Task goal :: Which lines in the records below contain the word "PartialEq"? Copy each of them.

Excerpted records ::
----
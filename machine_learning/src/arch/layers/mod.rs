mod conv;
mod dense;
mod dropout;
mod flatten;
mod layer;
mod pool;
mod softmax;

use ndarray::ArrayD;

pub use conv::Conv2d;
pub use dense::Dense;
pub use dropout::Dropout;
pub use flatten::Flatten;
pub use layer::Layer;
pub use pool::MaxPool2d;
pub use softmax::Softmax;

/// Whether a forward pass is part of training or of inference.
///
/// Only layers that behave differently while training, like `Dropout`, look at it.
#[derive(Clone, Copy, Debug, PartialEq, Eq)]
pub enum Mode {
    Train,
    Infer,
}

/// The fan sizes and parameter split of a layer's kernel, used to initialize it.
#[derive(Clone, Copy, Debug, PartialEq, Eq)]
pub struct Fans {
    pub fan_in: usize,
    pub fan_out: usize,
    pub weights: usize,
    pub biases: usize,
}

/// Makes sure `a` is laid out in row-major order so it can be reshaped without copying twice.
pub(crate) fn standard(a: ArrayD<f32>) -> ArrayD<f32> {
    if a.is_standard_layout() {
        a
    } else {
        a.as_standard_layout().into_owned()
    }
}
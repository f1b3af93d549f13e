use super::Relu;

/// Element-wise activation functions that can be fused into a parametric layer.
#[derive(Clone, Copy, Debug)]
pub enum ActFn {
    Relu(Relu),
}

impl ActFn {
    pub fn relu() -> Self {
        Self::Relu(Relu::new())
    }

    pub fn f(&self, x: f32) -> f32 {
        match self {
            Self::Relu(a) => a.f(x),
        }
    }

    pub fn df(&self, x: f32) -> f32 {
        match self {
            Self::Relu(a) => a.df(x),
        }
    }
}
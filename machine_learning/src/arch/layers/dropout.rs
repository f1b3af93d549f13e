use ndarray::prelude::*;
use rand::{Rng, SeedableRng, rngs::StdRng};

use super::Mode;
use crate::{MlErr, Result};

/// Zeroes each input with probability `rate` while training, scaling the survivors by
/// `1 / (1 - rate)` so that the expected activation is unchanged. Inference is the identity.
#[derive(Clone, Debug)]
pub struct Dropout {
    rate: f32,
    rng: StdRng,

    // Forward metadata
    mask: Option<ArrayD<f32>>,
}

impl Dropout {
    /// Creates a new `Dropout` layer.
    ///
    /// # Arguments
    /// * `rate` - The probability of dropping each input, in `[0, 1)`.
    ///
    /// # Returns
    /// A new `Dropout` instance or an error if `rate` is out of range.
    pub fn new(rate: f32) -> Result<Self> {
        if !(0.0..1.0).contains(&rate) {
            return Err(MlErr::InvalidHyperparameter {
                name: "dropout rate",
                value: rate,
            });
        }

        Ok(Self {
            rate,
            rng: StdRng::seed_from_u64(0),
            mask: None,
        })
    }

    /// Restarts the mask generator from `seed`.
    pub fn reseed(&mut self, seed: u64) {
        self.rng = StdRng::seed_from_u64(seed);
    }

    pub fn forward(&mut self, x: ArrayD<f32>, mode: Mode) -> Result<ArrayD<f32>> {
        if mode == Mode::Infer || self.rate == 0.0 {
            self.mask = None;
            return Ok(x);
        }

        let keep = 1.0 - self.rate;
        let scale = 1.0 / keep;
        let mask = ArrayD::from_shape_simple_fn(x.raw_dim(), || {
            if self.rng.random::<f32>() < keep { scale } else { 0.0 }
        });

        let y = &x * &mask;
        self.mask = Some(mask);
        Ok(y)
    }

    pub fn backward(&mut self, d: ArrayD<f32>) -> Result<ArrayD<f32>> {
        let Some(mask) = &self.mask else {
            return Ok(d);
        };

        if d.shape() != mask.shape() {
            return Err(MlErr::SizeMismatch {
                what: "dropout deltas",
                got: d.len(),
                expected: mask.len(),
            });
        }

        Ok(d * mask)
    }
}

#[cfg(test)]
mod tests {
    use super::*;

    #[test]
    fn inference_is_the_identity() {
        let mut dropout = Dropout::new(0.5).unwrap();
        let x = Array2::<f32>::ones((4, 8)).into_dyn();

        let y = dropout.forward(x.clone(), Mode::Infer).unwrap();
        assert_eq!(y, x);
    }

    #[test]
    fn training_drops_and_rescales() {
        let mut dropout = Dropout::new(0.5).unwrap();
        let x = Array2::<f32>::ones((64, 128)).into_dyn();

        let y = dropout.forward(x, Mode::Train).unwrap();
        assert!(y.iter().all(|&v| v == 0.0 || v == 2.0));

        let kept = y.iter().filter(|&&v| v > 0.0).count() as f32 / y.len() as f32;
        assert!((kept - 0.5).abs() < 0.05);

        // The gradient flows only through the kept units, with the same scale.
        let dx = dropout.backward(Array2::ones((64, 128)).into_dyn()).unwrap();
        assert_eq!(dx, y);
    }

    #[test]
    fn same_seed_same_mask() {
        let x = Array2::<f32>::ones((4, 16)).into_dyn();
        let mut a = Dropout::new(0.5).unwrap();
        let mut b = Dropout::new(0.5).unwrap();
        a.reseed(7);
        b.reseed(7);

        assert_eq!(
            a.forward(x.clone(), Mode::Train).unwrap(),
            b.forward(x, Mode::Train).unwrap()
        );
    }

    #[test]
    fn out_of_range_rates_are_rejected() {
        assert!(Dropout::new(1.0).is_err());
        assert!(Dropout::new(-0.1).is_err());
    }
}
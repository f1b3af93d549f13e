use serde::{Deserialize, Serialize};

/// The metrics of a single training epoch.
#[derive(Debug, Clone, Copy, PartialEq, Serialize, Deserialize)]
pub struct EpochStats {
    /// 1-based epoch number.
    pub epoch: usize,
    pub loss: f32,
    pub accuracy: f32,
    pub val_loss: Option<f32>,
    pub val_accuracy: Option<f32>,
    pub elapsed_ms: u64,
}

/// Every epoch of a `fit`, in order.
#[derive(Debug, Clone, Default, PartialEq, Serialize, Deserialize)]
pub struct History {
    epochs: Vec<EpochStats>,
}

impl History {
    pub fn new() -> Self {
        Self::default()
    }

    pub fn push(&mut self, stats: EpochStats) {
        self.epochs.push(stats);
    }

    pub fn epochs(&self) -> &[EpochStats] {
        &self.epochs
    }

    pub fn last(&self) -> Option<&EpochStats> {
        self.epochs.last()
    }

    pub fn len(&self) -> usize {
        self.epochs.len()
    }

    pub fn is_empty(&self) -> bool {
        self.epochs.is_empty()
    }
}

#[cfg(test)]
mod tests {
    use super::*;

    #[test]
    fn serializes_every_epoch() {
        let mut history = History::new();
        history.push(EpochStats {
            epoch: 1,
            loss: 0.5,
            accuracy: 0.75,
            val_loss: None,
            val_accuracy: None,
            elapsed_ms: 12,
        });

        let json = serde_json::to_string(&history).unwrap();
        assert!(json.contains("\"epoch\":1"));
        assert!(json.contains("\"val_loss\":null"));

        let back: History = serde_json::from_str(&json).unwrap();
        assert_eq!(back, history);
    }
}
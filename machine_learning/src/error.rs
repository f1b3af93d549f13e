use std::{
    error::Error,
    fmt::{self, Display},
};

use ndarray::ShapeError;

/// The result type used in the entire machine learning module.
pub type Result<T> = std::result::Result<T, MlErr>;

/// The machine learning module's error type.
#[derive(Debug)]
pub enum MlErr {
    SizeMismatch {
        what: &'static str,
        got: usize,
        expected: usize,
    },
    InvalidInputShape {
        shape: Vec<usize>,
        reason: &'static str,
    },
    InvalidHyperparameter {
        name: &'static str,
        value: f32,
    },
    Shape(ShapeError),
    Init(String),
}

impl Display for MlErr {
    fn fmt(&self, f: &mut fmt::Formatter<'_>) -> fmt::Result {
        let s = match self {
            MlErr::SizeMismatch {
                what,
                got,
                expected,
            } => {
                format!("There's a size mismatch in {what}, got {got} and expected {expected}")
            }
            MlErr::InvalidInputShape { shape, reason } => {
                format!("The input shape {shape:?} is invalid for this model: {reason}")
            }
            MlErr::InvalidHyperparameter { name, value } => {
                format!("The hyperparameter {name} has an invalid value of {value}")
            }
            MlErr::Shape(e) => format!("Failed to reshape a tensor: {e}"),
            MlErr::Init(msg) => format!("Failed to initialize the parameters: {msg}"),
        };

        write!(f, "{s}")
    }
}

impl Error for MlErr {
    fn source(&self) -> Option<&(dyn Error + 'static)> {
        match self {
            MlErr::Shape(e) => Some(e),
            _ => None,
        }
    }
}

impl From<ShapeError> for MlErr {
    fn from(value: ShapeError) -> Self {
        Self::Shape(value)
    }
}
/// A `ParamGen` generates values for the initial state of the model's parameters.
pub trait ParamGen {
    /// Should sample at most `n` parameters.
    ///
    /// # Arguments
    /// * `n` - The upper limit of samples to generate.
    ///
    /// # Returns
    /// The sampled values, or `None` if the generator is exhausted.
    fn sample(&mut self, n: usize) -> Option<Vec<f32>>;
}

/// Takes up to `n` from what's left of a generator's budget.
///
/// # Returns
/// How many values to generate now, or `None` if the budget was already spent.
pub(super) fn take(remaining: &mut usize, n: usize) -> Option<usize> {
    if *remaining == 0 {
        return None;
    }

    let n = n.min(*remaining);
    *remaining -= n;
    Some(n)
}
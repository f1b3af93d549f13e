use std::{error::Error, fmt, io, path::PathBuf};

/// The datasets module's result type.
pub type Result<T> = std::result::Result<T, DataErr>;

/// Failures while fetching or decoding a dataset.
#[derive(Debug)]
pub enum DataErr {
    Io(io::Error),
    MissingFile(PathBuf),
    InvalidMagic {
        expected: u32,
        got: u32,
    },
    Truncated {
        what: &'static str,
        expected: usize,
        got: usize,
    },
    CountMismatch {
        images: usize,
        labels: usize,
    },
    InvalidHeader {
        what: &'static str,
        dims: Vec<usize>,
    },
    ShapeMismatch {
        split: &'static str,
        expected: (usize, usize, usize),
        got: (usize, usize, usize),
    },
    UnknownDataset(String),
    LabelOutOfRange {
        label: usize,
        num_classes: usize,
    },
    InvalidBatchSize,
}

impl fmt::Display for DataErr {
    fn fmt(&self, f: &mut fmt::Formatter<'_>) -> fmt::Result {
        match self {
            DataErr::Io(e) => write!(f, "io error: {e}"),
            DataErr::MissingFile(path) => write!(f, "file not found: {}", path.display()),
            DataErr::InvalidMagic { expected, got } => write!(
                f,
                "invalid IDX magic: expected {expected:#06x}, got {got:#06x}"
            ),
            DataErr::Truncated {
                what,
                expected,
                got,
            } => write!(
                f,
                "{what} truncated: expected {expected} bytes, got {got}"
            ),
            DataErr::CountMismatch { images, labels } => {
                write!(f, "count mismatch: {images} images vs {labels} labels")
            }
            DataErr::InvalidHeader { what, dims } => {
                write!(f, "{what} describes an impossible size: {dims:?}")
            }
            DataErr::ShapeMismatch {
                split,
                expected,
                got,
            } => write!(
                f,
                "the {split} images are {got:?}, the dataset's images are {expected:?}"
            ),
            DataErr::UnknownDataset(name) => write!(f, "unknown dataset {name}"),
            DataErr::LabelOutOfRange { label, num_classes } => write!(
                f,
                "label {label} is out of range for {num_classes} classes"
            ),
            DataErr::InvalidBatchSize => write!(f, "the batch size must be positive"),
        }
    }
}

impl Error for DataErr {
    fn source(&self) -> Option<&(dyn Error + 'static)> {
        match self {
            DataErr::Io(e) => Some(e),
            _ => None,
        }
    }
}

impl From<io::Error> for DataErr {
    fn from(value: io::Error) -> Self {
        Self::Io(value)
    }
}
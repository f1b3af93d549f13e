use rand_distr::uniform::Error as UniformError;

use crate::MlErr;

impl From<UniformError> for MlErr {
    fn from(value: UniformError) -> Self {
        Self::Init(value.to_string())
    }
}
use crate::{DataErr, Result};

/// The partitions of a dataset.
#[derive(Debug, Clone, Copy, PartialEq, Eq)]
pub enum Split {
    Train,
    Test,
}

/// What is known about a dataset before loading it.
#[derive(Debug, Clone, PartialEq, Eq)]
pub struct DatasetInfo {
    pub name: String,
    pub num_classes: usize,
    /// `(height, width, channels)` of every image.
    pub image_shape: (usize, usize, usize),
    pub train_examples: usize,
    pub test_examples: usize,
}

impl DatasetInfo {
    pub fn examples(&self, split: Split) -> usize {
        match split {
            Split::Train => self.train_examples,
            Split::Test => self.test_examples,
        }
    }
}

/// A decoded split: every image's raw `u8` pixels, channels-last and back to back, and its label.
#[derive(Debug, Clone, PartialEq, Eq)]
pub struct RawSplit {
    pub image_shape: (usize, usize, usize),
    pub pixels: Vec<u8>,
    pub labels: Vec<u8>,
}

impl RawSplit {
    /// Creates a new `RawSplit`, checking that there's exactly one label per image.
    pub fn new(image_shape: (usize, usize, usize), pixels: Vec<u8>, labels: Vec<u8>) -> Result<Self> {
        let (h, w, c) = image_shape;
        let image_len = h
            .checked_mul(w)
            .and_then(|n| n.checked_mul(c))
            .filter(|&n| n > 0)
            .ok_or_else(|| DataErr::InvalidHeader {
                what: "image shape",
                dims: vec![h, w, c],
            })?;

        let images = pixels.len() / image_len;
        if pixels.len() % image_len != 0 || images != labels.len() {
            return Err(DataErr::CountMismatch {
                images,
                labels: labels.len(),
            });
        }

        Ok(Self {
            image_shape,
            pixels,
            labels,
        })
    }

    pub fn len(&self) -> usize {
        self.labels.len()
    }

    pub fn is_empty(&self) -> bool {
        self.labels.is_empty()
    }

    /// Checks every label against the amount of classes.
    pub fn check_labels(&self, num_classes: usize) -> Result<()> {
        match self.labels.iter().find(|&&label| label as usize >= num_classes) {
            Some(&label) => Err(DataErr::LabelOutOfRange {
                label: label as usize,
                num_classes,
            }),
            None => Ok(()),
        }
    }
}

/// A source of named, labeled image datasets.
pub trait DatasetProvider {
    /// Describes the dataset called `name`.
    fn info(&self, name: &str) -> Result<DatasetInfo>;

    /// Fetches and decodes one split of the dataset called `name`.
    fn load(&self, name: &str, split: Split) -> Result<RawSplit>;
}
----
Solution to this task ::
#[derive(Clone, Copy, Debug, PartialEq, Eq)]
#[derive(Clone, Copy, Debug, PartialEq, Eq)]
#[derive(Debug, Clone, Copy, PartialEq, Serialize, Deserialize)]
#[derive(Debug, Clone, Default, PartialEq, Serialize, Deserialize)]
#[derive(Debug, Clone, Copy, PartialEq, Eq)]
#[derive(Debug, Clone, PartialEq, Eq)]
#[derive(Debug, Clone, PartialEq, Eq)]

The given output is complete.